◆ **TRY IT**: State, as a bare number, how many lines below contain "background".

++++ SOURCE MATERIAL ++++

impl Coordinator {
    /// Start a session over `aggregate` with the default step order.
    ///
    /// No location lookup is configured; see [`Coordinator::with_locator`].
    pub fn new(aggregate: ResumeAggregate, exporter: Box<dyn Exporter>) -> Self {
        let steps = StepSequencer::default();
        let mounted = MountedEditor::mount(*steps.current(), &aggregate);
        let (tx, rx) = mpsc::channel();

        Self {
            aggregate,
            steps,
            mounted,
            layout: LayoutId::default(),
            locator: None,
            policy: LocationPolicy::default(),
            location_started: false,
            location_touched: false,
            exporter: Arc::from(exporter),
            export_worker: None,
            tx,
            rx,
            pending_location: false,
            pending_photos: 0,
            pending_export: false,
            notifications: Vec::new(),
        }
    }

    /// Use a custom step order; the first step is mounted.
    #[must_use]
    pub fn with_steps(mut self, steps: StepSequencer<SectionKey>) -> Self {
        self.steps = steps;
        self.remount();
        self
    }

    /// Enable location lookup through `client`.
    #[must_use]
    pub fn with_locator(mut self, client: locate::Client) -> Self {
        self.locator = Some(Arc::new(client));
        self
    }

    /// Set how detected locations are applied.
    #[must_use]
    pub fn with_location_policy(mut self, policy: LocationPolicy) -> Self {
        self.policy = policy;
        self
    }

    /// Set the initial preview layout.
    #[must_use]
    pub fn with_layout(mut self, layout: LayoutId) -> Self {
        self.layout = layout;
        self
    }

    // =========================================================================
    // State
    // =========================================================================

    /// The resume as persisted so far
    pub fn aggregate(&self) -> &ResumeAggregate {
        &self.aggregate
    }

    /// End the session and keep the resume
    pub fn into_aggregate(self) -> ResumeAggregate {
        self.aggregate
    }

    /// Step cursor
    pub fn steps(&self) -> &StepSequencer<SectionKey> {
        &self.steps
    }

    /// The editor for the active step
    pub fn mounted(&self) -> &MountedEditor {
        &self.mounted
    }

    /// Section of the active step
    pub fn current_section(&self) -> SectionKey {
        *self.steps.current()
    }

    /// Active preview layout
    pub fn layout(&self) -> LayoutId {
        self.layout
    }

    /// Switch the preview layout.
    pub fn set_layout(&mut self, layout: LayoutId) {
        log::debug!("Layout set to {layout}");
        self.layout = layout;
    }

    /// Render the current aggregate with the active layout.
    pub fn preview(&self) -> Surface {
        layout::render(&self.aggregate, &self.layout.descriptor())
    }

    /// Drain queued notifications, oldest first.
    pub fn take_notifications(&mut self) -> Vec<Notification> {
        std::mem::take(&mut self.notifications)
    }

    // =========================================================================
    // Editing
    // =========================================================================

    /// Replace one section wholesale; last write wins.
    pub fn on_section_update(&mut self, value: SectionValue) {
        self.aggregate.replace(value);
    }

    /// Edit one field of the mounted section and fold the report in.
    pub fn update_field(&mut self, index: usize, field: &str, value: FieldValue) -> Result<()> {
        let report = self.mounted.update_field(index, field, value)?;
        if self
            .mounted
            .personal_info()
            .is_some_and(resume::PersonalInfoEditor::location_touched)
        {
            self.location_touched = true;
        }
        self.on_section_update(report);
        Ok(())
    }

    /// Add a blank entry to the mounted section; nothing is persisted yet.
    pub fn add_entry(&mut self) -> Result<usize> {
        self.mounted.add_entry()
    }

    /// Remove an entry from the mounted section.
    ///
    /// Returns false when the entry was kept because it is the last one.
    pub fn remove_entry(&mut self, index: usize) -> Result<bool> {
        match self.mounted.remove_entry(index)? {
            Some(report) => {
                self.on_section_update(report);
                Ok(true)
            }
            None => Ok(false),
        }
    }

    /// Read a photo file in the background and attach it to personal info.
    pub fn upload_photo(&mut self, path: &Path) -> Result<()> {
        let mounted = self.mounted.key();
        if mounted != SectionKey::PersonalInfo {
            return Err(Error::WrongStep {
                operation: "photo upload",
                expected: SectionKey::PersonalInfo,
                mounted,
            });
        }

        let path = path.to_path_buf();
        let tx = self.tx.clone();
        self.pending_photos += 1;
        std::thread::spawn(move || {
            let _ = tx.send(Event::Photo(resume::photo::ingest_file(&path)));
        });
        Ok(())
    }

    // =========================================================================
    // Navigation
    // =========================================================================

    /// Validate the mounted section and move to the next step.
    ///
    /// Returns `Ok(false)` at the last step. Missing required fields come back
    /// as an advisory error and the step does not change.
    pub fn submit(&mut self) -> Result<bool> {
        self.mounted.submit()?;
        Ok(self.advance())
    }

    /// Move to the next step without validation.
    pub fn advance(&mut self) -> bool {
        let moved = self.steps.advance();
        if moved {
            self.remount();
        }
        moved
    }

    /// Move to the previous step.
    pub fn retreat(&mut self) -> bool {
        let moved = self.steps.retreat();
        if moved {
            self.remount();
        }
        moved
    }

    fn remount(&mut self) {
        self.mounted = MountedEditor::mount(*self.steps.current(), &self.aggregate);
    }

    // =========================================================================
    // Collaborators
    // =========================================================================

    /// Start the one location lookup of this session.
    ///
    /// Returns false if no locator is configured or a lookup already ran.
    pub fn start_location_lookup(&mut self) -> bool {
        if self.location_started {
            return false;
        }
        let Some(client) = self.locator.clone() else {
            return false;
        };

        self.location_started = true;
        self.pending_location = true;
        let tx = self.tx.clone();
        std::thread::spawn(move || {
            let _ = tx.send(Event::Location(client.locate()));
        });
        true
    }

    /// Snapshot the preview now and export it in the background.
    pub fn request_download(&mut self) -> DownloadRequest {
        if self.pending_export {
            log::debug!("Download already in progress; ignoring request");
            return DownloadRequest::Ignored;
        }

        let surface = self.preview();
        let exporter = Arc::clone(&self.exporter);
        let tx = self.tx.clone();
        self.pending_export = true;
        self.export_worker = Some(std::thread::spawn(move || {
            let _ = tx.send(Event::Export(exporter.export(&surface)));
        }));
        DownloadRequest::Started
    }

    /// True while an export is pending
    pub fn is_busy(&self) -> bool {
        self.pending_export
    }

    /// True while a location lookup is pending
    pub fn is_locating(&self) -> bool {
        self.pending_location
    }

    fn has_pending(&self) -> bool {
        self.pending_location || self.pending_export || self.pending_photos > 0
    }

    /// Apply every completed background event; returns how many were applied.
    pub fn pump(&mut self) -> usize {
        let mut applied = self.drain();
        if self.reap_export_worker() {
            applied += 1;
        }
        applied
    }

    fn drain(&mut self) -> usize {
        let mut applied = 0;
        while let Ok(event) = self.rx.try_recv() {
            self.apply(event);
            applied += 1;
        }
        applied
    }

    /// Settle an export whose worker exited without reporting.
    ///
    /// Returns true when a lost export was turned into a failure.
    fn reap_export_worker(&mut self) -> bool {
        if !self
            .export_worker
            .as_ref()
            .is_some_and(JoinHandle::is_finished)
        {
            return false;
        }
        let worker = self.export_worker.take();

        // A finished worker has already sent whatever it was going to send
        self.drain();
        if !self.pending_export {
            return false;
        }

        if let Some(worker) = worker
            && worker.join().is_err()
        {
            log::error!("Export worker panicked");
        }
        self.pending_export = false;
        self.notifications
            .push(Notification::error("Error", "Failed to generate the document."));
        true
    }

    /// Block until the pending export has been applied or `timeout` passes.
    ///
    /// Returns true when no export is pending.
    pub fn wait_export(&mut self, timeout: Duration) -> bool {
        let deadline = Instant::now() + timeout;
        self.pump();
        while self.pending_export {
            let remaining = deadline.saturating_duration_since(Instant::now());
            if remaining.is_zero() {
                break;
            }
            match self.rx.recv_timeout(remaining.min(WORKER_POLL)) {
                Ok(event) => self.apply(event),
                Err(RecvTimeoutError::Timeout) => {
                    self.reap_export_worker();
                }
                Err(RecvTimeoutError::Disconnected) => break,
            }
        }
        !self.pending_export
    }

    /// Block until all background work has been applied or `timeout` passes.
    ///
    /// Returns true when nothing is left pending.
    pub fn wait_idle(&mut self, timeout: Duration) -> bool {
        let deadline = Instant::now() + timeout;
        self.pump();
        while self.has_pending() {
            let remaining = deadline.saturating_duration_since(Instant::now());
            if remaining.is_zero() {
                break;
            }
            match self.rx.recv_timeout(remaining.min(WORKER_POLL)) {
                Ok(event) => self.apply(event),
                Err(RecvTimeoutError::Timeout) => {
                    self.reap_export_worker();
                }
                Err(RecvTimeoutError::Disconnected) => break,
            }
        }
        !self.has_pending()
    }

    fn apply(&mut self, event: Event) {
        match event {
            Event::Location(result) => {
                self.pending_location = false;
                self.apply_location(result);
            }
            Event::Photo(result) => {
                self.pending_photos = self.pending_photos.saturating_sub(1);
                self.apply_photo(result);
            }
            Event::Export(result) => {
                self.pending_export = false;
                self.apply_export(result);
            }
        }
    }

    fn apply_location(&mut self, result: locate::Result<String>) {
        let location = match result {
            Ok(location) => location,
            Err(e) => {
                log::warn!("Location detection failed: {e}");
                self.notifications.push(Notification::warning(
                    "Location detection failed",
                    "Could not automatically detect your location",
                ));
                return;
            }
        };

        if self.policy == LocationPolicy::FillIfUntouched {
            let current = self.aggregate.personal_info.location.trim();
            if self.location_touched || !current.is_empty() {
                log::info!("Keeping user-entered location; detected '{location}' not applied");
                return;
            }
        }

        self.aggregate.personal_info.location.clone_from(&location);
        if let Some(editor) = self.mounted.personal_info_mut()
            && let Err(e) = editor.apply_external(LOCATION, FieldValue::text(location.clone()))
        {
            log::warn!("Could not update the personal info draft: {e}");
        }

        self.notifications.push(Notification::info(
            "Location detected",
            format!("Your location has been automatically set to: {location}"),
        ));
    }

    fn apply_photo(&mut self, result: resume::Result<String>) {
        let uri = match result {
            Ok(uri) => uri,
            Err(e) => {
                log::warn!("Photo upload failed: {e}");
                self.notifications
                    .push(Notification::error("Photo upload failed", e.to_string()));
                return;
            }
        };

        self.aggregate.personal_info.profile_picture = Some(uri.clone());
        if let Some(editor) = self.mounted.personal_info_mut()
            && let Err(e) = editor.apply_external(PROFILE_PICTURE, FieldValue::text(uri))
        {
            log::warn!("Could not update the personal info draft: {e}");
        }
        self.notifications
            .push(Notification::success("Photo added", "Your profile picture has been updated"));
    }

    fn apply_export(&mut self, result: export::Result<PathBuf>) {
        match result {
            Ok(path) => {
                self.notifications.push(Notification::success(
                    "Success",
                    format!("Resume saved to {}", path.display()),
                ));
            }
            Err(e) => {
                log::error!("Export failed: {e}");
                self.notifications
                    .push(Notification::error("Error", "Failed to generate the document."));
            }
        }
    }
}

++++

◆ **ANSWER SECTION**: 4